» **Goal of the exercise**:
After locating "filename crates/remotelift-core/src/args.rs" in the listing below, copy that line and each one after it exactly, ending with the line that has "string (the legacy".

» **Exercise data**:
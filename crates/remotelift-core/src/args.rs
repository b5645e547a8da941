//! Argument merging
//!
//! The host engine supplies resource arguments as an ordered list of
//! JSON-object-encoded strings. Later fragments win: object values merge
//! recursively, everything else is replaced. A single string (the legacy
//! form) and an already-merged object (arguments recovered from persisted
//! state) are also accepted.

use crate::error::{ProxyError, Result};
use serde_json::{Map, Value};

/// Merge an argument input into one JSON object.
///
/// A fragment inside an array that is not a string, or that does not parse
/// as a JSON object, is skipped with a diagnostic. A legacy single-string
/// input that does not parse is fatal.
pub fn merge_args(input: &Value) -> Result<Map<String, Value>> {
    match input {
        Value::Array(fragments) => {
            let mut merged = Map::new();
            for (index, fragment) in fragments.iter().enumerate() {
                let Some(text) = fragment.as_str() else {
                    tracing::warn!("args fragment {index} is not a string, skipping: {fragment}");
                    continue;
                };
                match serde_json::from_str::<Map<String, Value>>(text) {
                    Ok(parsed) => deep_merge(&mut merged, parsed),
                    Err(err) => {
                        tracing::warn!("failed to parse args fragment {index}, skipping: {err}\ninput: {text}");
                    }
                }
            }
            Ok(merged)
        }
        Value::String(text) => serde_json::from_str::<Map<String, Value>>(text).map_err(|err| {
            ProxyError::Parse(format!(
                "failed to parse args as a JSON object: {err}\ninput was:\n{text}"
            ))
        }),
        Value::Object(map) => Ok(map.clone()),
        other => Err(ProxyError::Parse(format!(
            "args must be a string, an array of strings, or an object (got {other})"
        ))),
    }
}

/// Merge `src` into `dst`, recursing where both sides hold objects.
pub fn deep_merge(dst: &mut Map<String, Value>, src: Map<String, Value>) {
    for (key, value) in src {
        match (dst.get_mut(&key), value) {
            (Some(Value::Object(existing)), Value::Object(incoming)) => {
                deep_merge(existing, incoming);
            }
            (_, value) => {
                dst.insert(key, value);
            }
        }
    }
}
---
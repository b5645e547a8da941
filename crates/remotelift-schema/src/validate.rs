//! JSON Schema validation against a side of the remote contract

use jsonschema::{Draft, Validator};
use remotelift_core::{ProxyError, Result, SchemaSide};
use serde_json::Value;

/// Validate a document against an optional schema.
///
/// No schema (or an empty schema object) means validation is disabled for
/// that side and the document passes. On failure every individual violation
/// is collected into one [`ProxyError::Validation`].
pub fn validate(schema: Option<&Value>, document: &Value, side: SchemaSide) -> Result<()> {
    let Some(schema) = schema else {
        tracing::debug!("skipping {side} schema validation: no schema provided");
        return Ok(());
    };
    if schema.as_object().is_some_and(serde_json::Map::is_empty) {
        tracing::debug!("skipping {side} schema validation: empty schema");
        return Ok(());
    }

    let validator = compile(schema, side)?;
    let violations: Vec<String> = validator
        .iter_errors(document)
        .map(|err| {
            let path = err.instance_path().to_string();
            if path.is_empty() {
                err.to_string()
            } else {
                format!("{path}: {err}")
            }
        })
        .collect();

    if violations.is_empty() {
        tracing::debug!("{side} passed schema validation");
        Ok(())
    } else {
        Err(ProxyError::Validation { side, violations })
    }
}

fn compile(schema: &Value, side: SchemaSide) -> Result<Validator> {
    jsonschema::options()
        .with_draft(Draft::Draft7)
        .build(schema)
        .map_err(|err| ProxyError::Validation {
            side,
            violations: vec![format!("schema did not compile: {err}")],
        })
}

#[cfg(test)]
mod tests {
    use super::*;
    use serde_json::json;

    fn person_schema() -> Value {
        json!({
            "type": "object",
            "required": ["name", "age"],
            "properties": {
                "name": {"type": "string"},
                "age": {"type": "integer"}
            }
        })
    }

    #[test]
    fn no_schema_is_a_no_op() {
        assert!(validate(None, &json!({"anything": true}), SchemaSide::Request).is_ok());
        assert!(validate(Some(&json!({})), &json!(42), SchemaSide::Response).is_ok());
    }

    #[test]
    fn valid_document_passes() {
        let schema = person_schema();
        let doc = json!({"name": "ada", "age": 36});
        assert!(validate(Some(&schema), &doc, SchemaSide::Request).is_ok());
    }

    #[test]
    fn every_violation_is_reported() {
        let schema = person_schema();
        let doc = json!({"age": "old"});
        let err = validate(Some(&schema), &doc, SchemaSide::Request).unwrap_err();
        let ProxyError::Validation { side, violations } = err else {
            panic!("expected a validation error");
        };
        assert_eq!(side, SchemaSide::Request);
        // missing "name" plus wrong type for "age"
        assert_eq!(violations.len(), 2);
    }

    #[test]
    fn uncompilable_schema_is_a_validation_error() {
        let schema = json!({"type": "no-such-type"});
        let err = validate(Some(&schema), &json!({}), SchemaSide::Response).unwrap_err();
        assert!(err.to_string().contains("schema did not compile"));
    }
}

» **Written solution**:
filename crates/remotelift-core/src/args.rs
repository b5645e547a8da941
//! Argument merging
//!
//! The host engine supplies resource arguments as an ordered list of
//! JSON-object-encoded strings. Later fragments win: object values merge
//! recursively, everything else is replaced. A single string (the legacy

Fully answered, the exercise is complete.